Research unit at the Istanbul Kültür University in Turkey

GPoT Center (Turkish: Küresel Siyasal Eğilimler Merkezi) officially the Global Political Trends Center is a research unit, which was established by Mensur Akgun and Sylvia Tiryaki at the Istanbul Kültür University in Turkey in 2009. The mission of the center is to conduct research, projects, to produce innovative publications analyzing the latest issues in the international relations, to formulate viable political recommendations and to boost the dialogue between civil society, academia and media. The center also works to "contribute to stability, democratization and peace through organizing multi-track diplomacy meetings". It regularly brings together opinion leaders, scholars, experts and government officials, not only from Turkey, but also from other countries.

Region-specific programs cover Armenia, Cyprus, Europe, Israel, the Middle East and North Africa. Since 2013, GPoT Center has had a special consultative status with the United Nations Economic and Social Council.

== Activities ==

GPoT Center, as one of the leading Turkish think tanks, runs projects in various areas and has organized numerous conferences, workshops and round-table meetings focused on: the EU - Turkey relations, the Cyprus question, the Turkey - Armenia relations, Turkish - Arab dialogue, NATO, second track diplomacy between Syria and Israel, Arab-Israeli conflict and other issues related to the international agenda in general and the agenda of Turkish foreign policy in particular.

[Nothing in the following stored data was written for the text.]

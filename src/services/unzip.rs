//! Asynchronous ZIP expansion.
//!
//! The HTTP trigger validates the zip row and publishes an event onto the
//! pipeline topic; a single consumer task per process extracts entries into
//! a scratch directory and feeds each one through the same dedup discipline
//! as a regular upload. The reply (with every stored entry) goes to the bus
//! named in the trigger. A 15-minute result cache keyed by zip file id makes
//! redelivery idempotent: replays publish the same reply without
//! re-extracting, and `extra` is copied through verbatim either way.
//!
//! Per-entry failure aborts the whole attempt — a partial reply is harder
//! for callers to reason about than a retry. Failed attempts are not
//! cached, so the next delivery retries.

use std::path::{Path, PathBuf};
use std::sync::Arc;

use sqlx::SqlitePool;
use tokio::sync::mpsc;

use crate::cache::Caches;
use crate::db::models::CreateFile;
use crate::error::{AppError, AppResult};
use crate::events::{self, EventBus, UnzipFileEvent, UnzipFileReplyEvent, ZipEntry};
use crate::lock::{upload_lock_key, NamedLocks};
use crate::services::files;
use crate::storage::checksum::copy_checksum_blocking;
use crate::storage::paths::PathLayout;

/// One extracted-but-not-yet-saved zip entry sitting in the scratch dir.
#[derive(Debug)]
struct UnpackedEntry {
    name: String,
    md5: String,
    size: i64,
    path: PathBuf,
}

/// Validates the zip row and hands the job to the pipeline consumer.
///
/// Fast-fails with not-found / deleted / illegal-format so the caller gets
/// an immediate verdict; the heavy lifting happens on the consumer task.
pub async fn trigger_unzip(
    pool: &SqlitePool,
    bus: &EventBus,
    evt: UnzipFileEvent,
) -> AppResult<()> {
    let f = files::find_file(pool, &evt.file_id)
        .await?
        .ok_or(AppError::FileNotFound)?;
    if f.is_deleted() {
        return Err(AppError::FileDeleted);
    }
    if !f.name.to_lowercase().ends_with(".zip") {
        return Err(AppError::IllegalFormat("not a zip file".into()));
    }

    bus.publish(events::UNZIP_PIPELINE_TOPIC, &evt)
}

/// Spawns the single pipeline consumer. Parallelism is deliberately 1 per
/// process: extraction is memory- and disk-heavy.
pub fn spawn_consumer(
    pool: SqlitePool,
    layout: PathLayout,
    locks: Arc<NamedLocks>,
    caches: Arc<Caches>,
    bus: Arc<EventBus>,
    mut rx: mpsc::UnboundedReceiver<serde_json::Value>,
) {
    tokio::spawn(async move {
        while let Some(msg) = rx.recv().await {
            let evt = match events::decode::<UnzipFileEvent>(msg) {
                Ok(evt) => evt,
                Err(e) => {
                    tracing::error!("dropping malformed unzip event: {e}");
                    continue;
                }
            };
            let zip_file_id = evt.file_id.clone();
            if let Err(e) = handle_event(&pool, &layout, &locks, &caches, &bus, evt).await {
                tracing::error!(%zip_file_id, "unzip attempt failed: {e}");
            }
        }
    });
}

/// Processes one trigger event, consulting the result cache first.
pub async fn handle_event(
    pool: &SqlitePool,
    layout: &PathLayout,
    locks: &NamedLocks,
    caches: &Caches,
    bus: &EventBus,
    evt: UnzipFileEvent,
) -> AppResult<()> {
    let mut reply = caches
        .unzip_results
        .try_get_with(
            evt.file_id.clone(),
            unzip_file(pool, layout, locks, &evt),
        )
        .await
        .map_err(|e| AppError::Internal(format!("unzip failed: {e}")))?;

    // The requester's correlation payload rides along verbatim, including on
    // cache hits from an earlier delivery.
    reply.extra = evt.extra;
    bus.publish(&evt.reply_to_event_bus, &reply)
}

/// The full extract-and-save attempt for one zip file.
async fn unzip_file(
    pool: &SqlitePool,
    layout: &PathLayout,
    locks: &NamedLocks,
    evt: &UnzipFileEvent,
) -> AppResult<UnzipFileReplyEvent> {
    let empty = UnzipFileReplyEvent {
        zip_file_id: evt.file_id.clone(),
        zip_entries: Vec::new(),
        extra: String::new(),
    };

    // The row may have changed since the trigger was validated; a vanished
    // or deleted zip yields an empty reply rather than an error.
    let Some(f) = files::find_file(pool, &evt.file_id).await? else {
        tracing::warn!(file_id = %evt.file_id, "zip file not found, replying empty");
        return Ok(empty);
    };
    if f.is_deleted() {
        tracing::warn!(file_id = %evt.file_id, "zip file deleted, replying empty");
        return Ok(empty);
    }
    if !f.name.to_lowercase().ends_with(".zip") {
        tracing::warn!(file_id = %evt.file_id, name = %f.name, "not a zip file, replying empty");
        return Ok(empty);
    }

    let effective = if f.link.is_empty() { &f.file_id } else { &f.link };
    let zip_path = layout.storage_path(effective);
    let scratch = layout.scratch_dir(&evt.file_id);
    tokio::fs::create_dir_all(&scratch).await?;
    tracing::info!(file_id = %evt.file_id, scratch = %scratch.display(), "unpacking zip");

    let result = unpack_and_save(pool, layout, locks, &zip_path, &scratch).await;

    if let Err(e) = tokio::fs::remove_dir_all(&scratch).await {
        tracing::warn!(scratch = %scratch.display(), "failed to remove scratch dir: {e}");
    }

    let entries = result?;
    tracing::info!(file_id = %evt.file_id, entries = entries.len(), "zip ingested");
    Ok(UnzipFileReplyEvent {
        zip_file_id: evt.file_id.clone(),
        zip_entries: entries,
        extra: String::new(),
    })
}

async fn unpack_and_save(
    pool: &SqlitePool,
    layout: &PathLayout,
    locks: &NamedLocks,
    zip_path: &Path,
    scratch: &Path,
) -> AppResult<Vec<ZipEntry>> {
    let unpacked = {
        let zip_path = zip_path.to_path_buf();
        let scratch = scratch.to_path_buf();
        // ZIP decoding is CPU-bound and the zip crate is synchronous; keep it
        // off the async workers.
        tokio::task::spawn_blocking(move || unpack_zip(&zip_path, &scratch))
            .await
            .map_err(|e| AppError::Internal(format!("unzip task panicked: {e}")))??
    };

    let mut saved = Vec::with_capacity(unpacked.len());
    for entry in unpacked {
        saved.push(save_entry(pool, layout, locks, entry).await?);
    }
    Ok(saved)
}

/// Streams every regular entry of the archive into its own scratch file,
/// hashing on the way.
fn unpack_zip(zip_path: &Path, scratch: &Path) -> AppResult<Vec<UnpackedEntry>> {
    let file = std::fs::File::open(zip_path)?;
    let mut archive = zip::ZipArchive::new(file)
        .map_err(|e| AppError::Internal(format!("failed to open zip: {e}")))?;

    let mut entries = Vec::with_capacity(archive.len());
    for i in 0..archive.len() {
        let mut entry = archive
            .by_index(i)
            .map_err(|e| AppError::Internal(format!("failed to read zip entry: {e}")))?;
        if entry.is_dir() {
            continue;
        }

        let temp_path = scratch.join(format!("entry_{}", uuid::Uuid::new_v4().simple()));
        let mut out = std::fs::File::create(&temp_path)?;
        let (size, md5) = copy_checksum_blocking(&mut entry, &mut out)?;

        entries.push(UnpackedEntry {
            name: entry.name().to_string(),
            md5,
            size,
            path: temp_path,
        });
    }
    Ok(entries)
}

/// Stores one extracted entry under the same dedup discipline as an upload:
/// an existing owner turns the entry into a symbolic row (the scratch file
/// is discarded with the scratch dir), otherwise the scratch file is renamed
/// into place as a new owner blob.
async fn save_entry(
    pool: &SqlitePool,
    layout: &PathLayout,
    locks: &NamedLocks,
    entry: UnpackedEntry,
) -> AppResult<ZipEntry> {
    let _dedup = locks
        .acquire(&upload_lock_key(&entry.name, entry.size, &entry.md5))
        .await;

    let file_id = files::gen_file_id();
    let link = match files::find_duplicate(pool, &entry.name, entry.size, &entry.md5).await? {
        Some(owner_file_id) => {
            tracing::info!(name = %entry.name, owner = %owner_file_id,
                "duplicate zip entry, linking");
            owner_file_id
        }
        None => {
            tokio::fs::rename(&entry.path, layout.storage_path(&file_id)).await?;
            String::new()
        }
    };

    files::create_file_rec(
        pool,
        CreateFile {
            file_id: file_id.clone(),
            name: entry.name.clone(),
            size: entry.size,
            md5: entry.md5.clone(),
            link,
        },
    )
    .await?;

    Ok(ZipEntry {
        file_id,
        md5: entry.md5,
        name: entry.name,
        size: entry.size,
    })
}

The projects implemented by GPoT Center often involve participation of high-level politicians and opinion makers, however the center is also active in organization of second-track diplomacy meetings aiming at effective conflict solution. For the purposes of second-track diplomacy, GPoT Center brings together representatives of conflicting parties, i.e. civil society activists, opinion leaders, as well as academics to discuss issues pertaining to solution of the relevant problem. The meetings are usually conducted in friendly atmosphere and under Chatham House Rules.

== Publications ==

The Center publishes various types of publications available in the electronic as well as printed form. It has published a number of policy briefs analyzing issues in international relations and shorter essays, i.e. GPoT Briefs focusing on one topic from the current global issues. GPoT Center published its first two books on Cyprus issue in the summer 2009 and has since then published other books on developments in Cyprus, Israeli-Turkish relations, as well as democratization of the Middle East.

== Partners and Networks ==

The Center cooperates with institutions from Sweden - SIIA, Lebanon - CAUS, Qatar - ADF, United Kingdom - LSE, Czech Republic - EUROPEUM, Slovak Republic - SFPA, Armenia - EPF, YPC and Internews, Egypt - Ibn-Khaldun Center, and France - ENS. GPoT Center is also part of larger research and academic networks such as the United Nations's Alliance of Civilizations, International Research and Security Network, United Nations' Committee on the Exercise of the Inalienable Rights of the Palestinian People and Anna Lindh Euro-Mediterranean Foundation for the Dialogue Between Cultures.